Quando furono abbastanza vicine, da una nicchia ampia ricavata tra
due colonne uscirono due uomini in armatura leggera, troppo perché
potesse realmente proteggerli da un colpo di spada ben assestato.
La lucentezza sia della corazza che delle armi indicava che erano
portate più per la soggezione ed il rispetto che incutevano
che per lo scopo reale di protezione che avrebbero dovuto avere.
Si avvicinarono loro, la mano poggiata sull’elsa delle spade
appese alla cintola, ma il loro comportamento altero e sprezzante
diede a Xena l’impressione che, in uno scontro reale, non avrebbero
di certo avuto la meglio.
<<Siamo qui per la taglia>> li precedette la guerriera,
lasciando trasparire dal suo tono una sicurezza che non ammetteva
repliche.
I due si scambiarono uno sguardo di’intesa ed uno s’avviò
lungo una scalinata interna che saliva dall’interno della nicchia
stessa.
<<Quindi sapete come catturate la Bestia?>> chiese l’altra
sentinella, osservandole entrambe con attenzione.
<<No, ancora non lo sappiamo, ma ciò non costituisce
il benché minimo problema>> la voce di Xena lasciava
capire quanto la donna fosse infastidita dall’atteggiamento
di superiorità e dallo sguardo indagatore che stava facendo
pesare su di loro, in particolar modo su Olimpia.

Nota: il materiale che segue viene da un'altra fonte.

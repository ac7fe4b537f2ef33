//! Job state machine
//!
//! Every schedulable job (tweens, sequences, graph runners) embeds a
//! [`RunState`] and implements [`Runnable`]. The trait's provided methods own
//! the shared timing rules: delay, looping, easing, completion and
//! cancellation. Implementors only supply their duration and what happens on
//! each update.
//!
//! Jobs are normally driven by a [`TweenManager`](crate::TweenManager), but any
//! job can also be ticked by hand.

use std::cell::Cell;
use std::fmt;
use std::rc::Rc;

use serde::{Deserialize, Serialize};
use smallvec::SmallVec;

use crate::curve::EaseCurve;
use crate::easing::Easing;

/// How raw progress maps onto a single cycle
#[derive(Clone, Copy, Debug, Default, PartialEq, Eq, Hash, Serialize, Deserialize)]
pub enum LoopMode {
    /// Play once
    #[default]
    None,
    /// Restart from the beginning after each cycle
    Loop,
    /// Alternate forward and backward cycles
    PingPong,
}

impl LoopMode {
    /// Map raw progress (cycles elapsed) into `0..=1`
    pub fn apply(self, raw: f32) -> f32 {
        match self {
            LoopMode::None => raw,
            LoopMode::Loop => {
                let cycle = raw.rem_euclid(1.0);
                // The end of a cycle reads as 1, not as the start of the next
                if cycle == 0.0 && raw > 0.0 {
                    1.0
                } else {
                    cycle
                }
            }
            LoopMode::PingPong => 1.0 - (raw.rem_euclid(2.0) - 1.0).abs(),
        }
    }

    pub fn is_looping(self) -> bool {
        self != LoopMode::None
    }
}

/// Easing applied to a job's loop-transformed progress
#[derive(Clone)]
pub enum Ease {
    Preset(Easing),
    Curve(Rc<EaseCurve>),
    Custom(Rc<dyn Fn(f32) -> f32>),
}

impl Ease {
    pub fn apply(&self, t: f32) -> f32 {
        match self {
            Ease::Preset(easing) => easing.apply(t),
            Ease::Curve(curve) => curve.evaluate(t),
            Ease::Custom(f) => f(t),
        }
    }
}

impl Default for Ease {
    fn default() -> Self {
        Ease::Preset(Easing::Linear)
    }
}

impl From<Easing> for Ease {
    fn from(easing: Easing) -> Self {
        Ease::Preset(easing)
    }
}

impl From<EaseCurve> for Ease {
    fn from(curve: EaseCurve) -> Self {
        Ease::Curve(Rc::new(curve))
    }
}

impl fmt::Debug for Ease {
    fn fmt(&self, f: &mut fmt::Formatter<'_>) -> fmt::Result {
        match self {
            Ease::Preset(easing) => f.debug_tuple("Preset").field(easing).finish(),
            Ease::Curve(curve) => f.debug_tuple("Curve").field(curve).finish(),
            Ease::Custom(_) => f.write_str("Custom(..)"),
        }
    }
}

/// Callback run when a job completes
pub type CompleteAction = Box<dyn FnOnce()>;

// ============================================================================
// RunState
// ============================================================================

/// Timing and lifecycle fields shared by every job
#[derive(Default)]
pub struct RunState {
    elapsed: f32,
    delay: f32,
    loop_mode: LoopMode,
    /// Cycle count when looping; `None` loops forever
    loops: Option<u32>,
    paused: bool,
    cancelled: bool,
    ignore_time_scale: bool,
    ease: Ease,
    on_complete: SmallVec<[CompleteAction; 1]>,
    /// Bumped on every reset so stale references to a recycled job can be told apart
    generation: u32,
    warned_zero_duration: Cell<bool>,
}

impl RunState {
    pub fn new() -> Self {
        Self::default()
    }

    /// Return every per-run field to its default
    pub fn reset(&mut self) {
        let generation = self.generation.wrapping_add(1);
        *self = Self {
            generation,
            ..Self::default()
        };
    }

    pub fn elapsed(&self) -> f32 {
        self.elapsed
    }

    pub fn delay(&self) -> f32 {
        self.delay
    }

    /// Set the start delay; negative values clamp to zero
    pub fn set_delay(&mut self, delay: f32) {
        self.delay = delay.max(0.0);
    }

    pub fn loop_mode(&self) -> LoopMode {
        self.loop_mode
    }

    pub fn loops(&self) -> Option<u32> {
        self.loops
    }

    pub fn set_looping(&mut self, mode: LoopMode, loops: Option<u32>) {
        self.loop_mode = mode;
        self.loops = loops;
    }

    pub fn is_paused(&self) -> bool {
        self.paused
    }

    pub fn set_paused(&mut self, paused: bool) {
        self.paused = paused;
    }

    pub fn is_cancelled(&self) -> bool {
        self.cancelled
    }

    pub fn ignores_time_scale(&self) -> bool {
        self.ignore_time_scale
    }

    pub fn set_ignore_time_scale(&mut self, ignore: bool) {
        self.ignore_time_scale = ignore;
    }

    pub fn ease(&self) -> &Ease {
        &self.ease
    }

    pub fn set_ease(&mut self, ease: impl Into<Ease>) {
        self.ease = ease.into();
    }

    pub fn on_complete(&mut self, action: impl FnOnce() + 'static) {
        self.on_complete.push(Box::new(action));
    }

    pub fn generation(&self) -> u32 {
        self.generation
    }

    #[cfg(test)]
    pub(crate) fn warned_zero_duration(&self) -> bool {
        self.warned_zero_duration.get()
    }

    /// Cycles the job runs for: 1 unless looping a finite number of times
    fn cycle_limit(&self) -> Option<f32> {
        match (self.loop_mode, self.loops) {
            (LoopMode::None, _) => Some(1.0),
            (_, Some(loops)) => Some(loops as f32),
            (_, None) => None,
        }
    }
}

impl fmt::Debug for RunState {
    fn fmt(&self, f: &mut fmt::Formatter<'_>) -> fmt::Result {
        f.debug_struct("RunState")
            .field("elapsed", &self.elapsed)
            .field("delay", &self.delay)
            .field("loop_mode", &self.loop_mode)
            .field("loops", &self.loops)
            .field("paused", &self.paused)
            .field("cancelled", &self.cancelled)
            .field("ease", &self.ease)
            .field("callbacks", &self.on_complete.len())
            .field("generation", &self.generation)
            .finish()
    }
}

/// How a job left the active set
#[derive(Clone, Copy, Debug, PartialEq, Eq)]
pub enum Finish {
    /// Ran for its full duration
    Completed,
    /// Stopped by an explicit cancel
    Cancelled { complete: bool },
    /// Its owner was destroyed
    OwnerLost { complete: bool },
}

// ============================================================================
// Runnable
// ============================================================================

/// A time-driven unit of work
pub trait Runnable: 'static {
    fn state(&self) -> &RunState;

    fn state_mut(&mut self) -> &mut RunState;

    /// Length of one cycle in seconds, excluding delay and loops
    fn duration(&self) -> f32;

    /// Advance the payload; called once the delay has elapsed
    fn on_update(&mut self, dt: f32);

    /// Clear payload fields for reuse; [`RunState`] is reset separately
    fn reset_payload(&mut self);

    /// Hook run when the job is cancelled. `snap` asks for the final output.
    fn on_cancel(&mut self, _snap: bool) {}

    /// Clear every per-run field so the instance can be pooled
    fn reset(&mut self) {
        self.state_mut().reset();
        self.reset_payload();
    }

    /// Advance the job clock by `dt` seconds
    fn tick(&mut self, dt: f32) {
        let state = self.state_mut();
        if state.paused || state.cancelled {
            return;
        }
        state.elapsed += dt;
        if state.elapsed < state.delay {
            return;
        }
        self.on_update(dt);
    }

    /// Duration including delay and finite loops
    fn total_duration(&self) -> f32 {
        let state = self.state();
        let cycles = match (state.loop_mode, state.loops) {
            (LoopMode::None, _) | (_, None) => 1.0,
            (_, Some(loops)) => loops as f32,
        };
        self.duration() * cycles + state.delay
    }

    /// Cycles elapsed since the delay ended, unbounded
    fn raw_progress(&self) -> f32 {
        let duration = self.duration();
        let state = self.state();
        if duration <= 0.0 {
            if !state.warned_zero_duration.replace(true) {
                tracing::warn!(
                    "Job duration is 0; progress stays at 0. Set a duration before the job starts running"
                );
            }
            return 0.0;
        }
        (state.elapsed - state.delay).max(0.0) / duration
    }

    /// Raw progress capped at the job's final cycle
    fn bounded_progress(&self) -> f32 {
        let raw = self.raw_progress();
        match self.state().cycle_limit() {
            Some(limit) => raw.min(limit),
            None => raw,
        }
    }

    /// Eased, loop-transformed progress
    fn progress(&self) -> f32 {
        let state = self.state();
        let cycle = state.loop_mode.apply(self.bounded_progress());
        state.ease.apply(cycle)
    }

    fn is_complete(&self) -> bool {
        let state = self.state();
        if state.cancelled {
            return true;
        }
        match state.cycle_limit() {
            Some(cycles) => state.elapsed >= self.duration() * cycles + state.delay,
            None => false,
        }
    }

    /// Mark the job finished and hand back the callbacks that should run
    ///
    /// Explicit cancellation snaps the output to its end state; owner loss
    /// never writes output.
    fn finish(&mut self, how: Finish) -> SmallVec<[CompleteAction; 1]> {
        let (complete, snap) = match how {
            Finish::Completed => (true, false),
            Finish::Cancelled { complete } => (complete, true),
            Finish::OwnerLost { complete } => (complete, false),
        };
        if how != Finish::Completed {
            self.state_mut().cancelled = true;
            self.on_cancel(snap);
        }
        let callbacks = std::mem::take(&mut self.state_mut().on_complete);
        if complete {
            callbacks
        } else {
            SmallVec::new()
        }
    }

    /// Cancel a manually driven job, running callbacks if asked
    ///
    /// Jobs owned by a manager should be cancelled through
    /// [`TweenManager::cancel`](crate::TweenManager::cancel) instead.
    fn cancel(&mut self, invoke_completion: bool) {
        let callbacks = self.finish(Finish::Cancelled {
            complete: invoke_completion,
        });
        for callback in callbacks {
            callback();
        }
    }
}

#[cfg(test)]
mod tests {
    use super::*;

    /// Minimal job that counts updates
    #[derive(Default)]
    struct Counter {
        state: RunState,
        duration: f32,
        updates: u32,
    }

    impl Runnable for Counter {
        fn state(&self) -> &RunState {
            &self.state
        }

        fn state_mut(&mut self) -> &mut RunState {
            &mut self.state
        }

        fn duration(&self) -> f32 {
            self.duration
        }

        fn on_update(&mut self, _dt: f32) {
            self.updates += 1;
        }

        fn reset_payload(&mut self) {
            self.duration = 0.0;
            self.updates = 0;
        }
    }

    fn counter(duration: f32) -> Counter {
        Counter {
            duration,
            ..Default::default()
        }
    }

    #[test]
    fn test_completes_on_exact_tick() {
        let mut job = counter(2.0);
        for i in 0..4 {
            assert!(!job.is_complete(), "complete early at tick {i}");
            job.tick(0.5);
        }
        assert!(job.is_complete());
        assert_eq!(job.progress(), 1.0);
        assert_eq!(job.updates, 4);
    }

    #[test]
    fn test_delay_gates_updates() {
        let mut job = counter(1.0);
        job.state_mut().set_delay(0.5);
        job.tick(0.25);
        assert_eq!(job.updates, 0);
        assert_eq!(job.progress(), 0.0);

        job.tick(0.5);
        assert_eq!(job.updates, 1);
        assert!((job.progress() - 0.25).abs() < 1e-6);
        assert_eq!(job.total_duration(), 1.5);
    }

    #[test]
    fn test_pause_freezes_clock() {
        let mut job = counter(1.0);
        job.state_mut().set_paused(true);
        job.tick(0.5);
        assert_eq!(job.state().elapsed(), 0.0);
        job.state_mut().set_paused(false);
        job.tick(0.5);
        assert_eq!(job.state().elapsed(), 0.5);
    }

    #[test]
    fn test_finite_loops_complete_after_n_cycles() {
        let mut job = counter(1.0);
        job.state_mut().set_looping(LoopMode::Loop, Some(3));
        assert_eq!(job.total_duration(), 3.0);

        for _ in 0..5 {
            job.tick(0.5);
            assert!(!job.is_complete());
        }
        assert!((job.progress() - 0.5).abs() < 1e-6);

        job.tick(0.5);
        assert!(job.is_complete());
        assert_eq!(job.progress(), 1.0);
    }

    #[test]
    fn test_infinite_loop_never_completes() {
        let mut job = counter(0.5);
        job.state_mut().set_looping(LoopMode::Loop, None);
        for _ in 0..100 {
            job.tick(0.3);
        }
        assert!(!job.is_complete());
        assert!((0.0..=1.0).contains(&job.progress()));
    }

    #[test]
    fn test_ping_pong_symmetry() {
        for i in 0..40 {
            let x = i as f32 * 0.05;
            let mirrored = 2.0 - x.rem_euclid(2.0);
            let a = LoopMode::PingPong.apply(x);
            let b = LoopMode::PingPong.apply(mirrored);
            assert!((a - b).abs() < 1e-5, "x = {x}");
        }
        assert_eq!(LoopMode::PingPong.apply(0.0), 0.0);
        assert_eq!(LoopMode::PingPong.apply(1.0), 1.0);
        assert_eq!(LoopMode::PingPong.apply(1.5), 0.5);
    }

    #[test]
    fn test_loop_cycle_boundary() {
        assert_eq!(LoopMode::Loop.apply(0.0), 0.0);
        assert_eq!(LoopMode::Loop.apply(2.0), 1.0);
        assert!((LoopMode::Loop.apply(2.25) - 0.25).abs() < 1e-6);
    }

    #[test]
    fn test_zero_duration_reads_zero() {
        let mut job = counter(0.0);
        job.tick(0.1);
        assert_eq!(job.raw_progress(), 0.0);
        assert_eq!(job.progress(), 0.0);
        assert!(job.is_complete());
    }

    #[test]
    fn test_easing_applies_to_progress() {
        let mut job = counter(1.0);
        job.state_mut().set_ease(Easing::EaseInQuad);
        job.tick(0.5);
        assert!((job.progress() - 0.25).abs() < 1e-6);

        job.state_mut().set_ease(Ease::Custom(Rc::new(|t| 1.0 - t)));
        assert!((job.progress() - 0.5).abs() < 1e-6);
    }

    #[test]
    fn test_cancel_callbacks() {
        let fired = Rc::new(Cell::new(0));

        let mut job = counter(1.0);
        let f = fired.clone();
        job.state_mut().on_complete(move || f.set(f.get() + 1));
        job.cancel(false);
        assert!(job.is_complete());
        assert_eq!(fired.get(), 0);

        let mut job = counter(1.0);
        let f = fired.clone();
        job.state_mut().on_complete(move || f.set(f.get() + 1));
        job.cancel(true);
        assert_eq!(fired.get(), 1);
    }

    #[test]
    fn test_reset_clears_run_fields() {
        let mut job = counter(1.0);
        job.state_mut().set_delay(1.0);
        job.state_mut().set_looping(LoopMode::PingPong, Some(2));
        job.state_mut().on_complete(|| {});
        job.tick(3.0);
        let generation = job.state().generation();

        job.reset();
        let state = job.state();
        assert_eq!(state.elapsed(), 0.0);
        assert_eq!(state.delay(), 0.0);
        assert_eq!(state.loop_mode(), LoopMode::None);
        assert!(!state.is_cancelled());
        assert_eq!(state.generation(), generation + 1);
        assert_eq!(job.updates, 0);
    }

    #[test]
    fn test_negative_delay_clamps() {
        let mut state = RunState::new();
        state.set_delay(-2.0);
        assert_eq!(state.delay(), 0.0);
    }
}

La guerriera si trattenne dal chiedergli se fosse la prima volta che
vedeva due donne in vita sua. Al bardo non sfuggì la tensione
che lampeggiava negli occhi della guerriera ogni volta che lui le
indirizzava uno sguardo più audace o un sorriso troppo cerimonioso
e ciò la fece sorridere. Prima che Xena sbottasse, il secondo
armato fece ritorno, salvando involontariamente il compagno dalla
più abbondante dose di percosse che stava per ricevere.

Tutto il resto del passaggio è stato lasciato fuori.